Photo: VATICAN MEDIA HANDOUT/EPA-EFE/Shutterstock
Over the past year, as it became clear that the Supreme Court was poised to strike down abortion rights, a group of conservative Catholic bishops sought to exclude pro-choice American politicians from the central sacrament of the Church, the Holy Eucharist (i.e. Communion). House Speaker Nancy Pelosi has emerged as the main object lesson after efforts to deny the President of the United States access to the sacrament failed. On May 20, the archbishop of Pelosi’s hometown of San Francisco, Salvatore Cordileone, publicly barred him from receiving communion at any of the churches he oversees. Subsequently, three more bishops — in Santa Rosa, Calif., Arlington, Virginia, and Tyler, Texas — joined the ban, in case Pelosi thought going to Mass outside San Francisco would produce a different outcome.
When all of this happened, the eminent Catholic chronicler Michael Sean Winters recommended appealing to a higher authority:
Cordileone is an archbishop’s bomb thrower and he threw a bomb well. But the real damage will not be done to the halls of government. The real damage will be done – is being done – to the Catholic Church. For this reason, I hope Pelosi will appeal his edict to the Holy See.
And that’s what she did, at least implicitly, by attending a papal mass at the Vatican on Wednesday. The Speaker of the House was duly offered the Eucharist, as the Washington Job reports:
During Mass at the Vatican on Wednesday, it was not Francis, 85, who personally handed the host to Pelosi, as his active participation in Masses is increasingly limited by a knee condition that is hampering him. often requires the use of a wheelchair. Prior to Mass, Pelosi had a greeting with the Pope where she received a blessing, according to an attendee.
She would have been in Rome for a family vacation.
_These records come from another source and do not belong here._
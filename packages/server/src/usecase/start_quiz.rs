//! UseCase: クイズ開始（ホストのみ）

use std::sync::Arc;

use crate::{
    domain::{
        ConnectionId, DomainError, Question, QuestionDraft, QuizStatus, RoomCode, RoomRepository,
    },
    infrastructure::dto::websocket::ServerMessage,
};

use super::{broadcast::Broadcaster, error::SessionError, progression::QuizProgression};

pub struct StartQuizUseCase {
    repository: Arc<dyn RoomRepository>,
    broadcaster: Arc<Broadcaster>,
    progression: Arc<QuizProgression>,
}

impl StartQuizUseCase {
    pub fn new(
        repository: Arc<dyn RoomRepository>,
        broadcaster: Arc<Broadcaster>,
        progression: Arc<QuizProgression>,
    ) -> Self {
        Self {
            repository,
            broadcaster,
            progression,
        }
    }

    /// クイズを開始し、リードイン後に最初の問題を配信するよう予約する
    ///
    /// `questions` が空でなければ、全問検証したうえでルームの問題と差し替える。
    /// 1 問でも不正ならクイズは開始されない。
    pub async fn execute(
        &self,
        identity: &ConnectionId,
        room_code: &RoomCode,
        questions: Option<Vec<QuestionDraft>>,
    ) -> Result<usize, SessionError> {
        let room = self
            .repository
            .get_room(room_code)
            .await
            .ok_or_else(SessionError::room_not_found)?;
        let mut room = room.lock().await;

        if !room.is_host(identity) {
            return Err(SessionError::Authorization(
                "Only the host can start the quiz".to_string(),
            ));
        }
        if room.quiz.status() != QuizStatus::Waiting {
            return Err(DomainError::QuizAlreadyStarted.into());
        }
        let custom = questions
            .filter(|drafts| !drafts.is_empty())
            .map(Question::batch)
            .transpose()?;
        let custom_count = custom.as_ref().map(Vec::len);

        let total = room.quiz.start(custom)?;
        match custom_count {
            Some(n) => tracing::info!("Room {}: quiz started with {} custom questions", room.code, n),
            None => tracing::info!("Room {}: quiz started with {} questions", room.code, total),
        }

        let message = ServerMessage::QuizStarted {
            total_questions: total,
            message: "Get ready! The first question is on its way".to_string(),
        };
        self.broadcaster.to_room(&room, &message).await;
        self.progression.begin(&mut room);
        Ok(total)
    }
}
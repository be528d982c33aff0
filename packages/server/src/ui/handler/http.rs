//! HTTP API endpoint handlers.

use std::sync::Arc;

use axum::{
    Json,
    extract::{Path, State},
    http::StatusCode,
};

use crate::{
    infrastructure::dto::http::{RoomInfoDto, ServerStatusDto},
    ui::state::AppState,
    usecase::SessionError,
};

/// Health check endpoint
pub async fn health_check() -> Json<serde_json::Value> {
    Json(serde_json::json!({"status": "ok"}))
}

/// Server-wide counters
pub async fn get_status(State(state): State<Arc<AppState>>) -> Json<ServerStatusDto> {
    Json(state.status_usecase.status().await)
}

/// Get room info by code
pub async fn get_room_info(
    State(state): State<Arc<AppState>>,
    Path(code): Path<String>,
) -> Result<Json<RoomInfoDto>, (StatusCode, Json<serde_json::Value>)> {
    match state.status_usecase.room_info(&code).await {
        Ok(info) => Ok(Json(info)),
        Err(SessionError::NotFound(message)) => Err((
            StatusCode::NOT_FOUND,
            Json(serde_json::json!({"error": message})),
        )),
        Err(e) => Err((
            StatusCode::BAD_REQUEST,
            Json(serde_json::json!({"error": e.to_string()})),
        )),
    }
}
Although the Vatican has not commented on Pelosi’s attendance at the Mass, there is no doubt that it was a very direct repudiation of the conservative bishops. Pope Francis made it clear last October, after granting a private audience to President Biden, that he was not in favor of weaponizing the Eucharist in political battles, even over abortion, that the Church always condemns unconditionally. He told the president that he was “a good Catholic” and that he should continue to take communion. And Francis continued to repeatedly insist that the Eucharist is an instrument of healing and unity, not a reward for good behavior. It seems that the timing of Pelosi’s presence at the Vatican may not have been entirely coincidental, the Job Remarks:
Pelosi’s communion can hardly be considered an oversight. It came on the day Francis issued an apostolic letter extolling the virtues of the Mass, reminding his church how such a celebration belongs to “the totality of the faithful united in Christ.”
“The liturgy does not say ‘I’ but ‘we’,” Francis writes in his letter, “and any limitation of the scope of this ‘we’ is always demonic.”
Francis’ handling of this controversy is consistent with the Vatican’s reaction to Dobbs v. Jackson Women’s Health Organizationwhich was far from triumphalist and in fact featured pointed challenges to conservative politicians celebrating the decision, such as Jesuit Magazine America reported:
A true pro-life celebration of the overturning of the US Supreme Court decision deer v. Wade would lead to cooperative efforts to pass legislation protecting life, women’s rights and maternity, said an editorial in Vatican News and L’Osservatore Romano, the Vatican newspaper.
These efforts should include finding ways to protect maternal health and reduce maternal mortality, helping poor women, providing or expanding paid family leave, and controlling access to firearms in the country, said the article written by Andrea Tornielli, editorial director of the Vatican Dicastery. for communications.
Thus, the intra-Catholic maneuvers on the intersection of politics and religion continue. It’s not a simple picture, but it’s increasingly clear that the current pope will not endorse the use of the sacraments to score political points.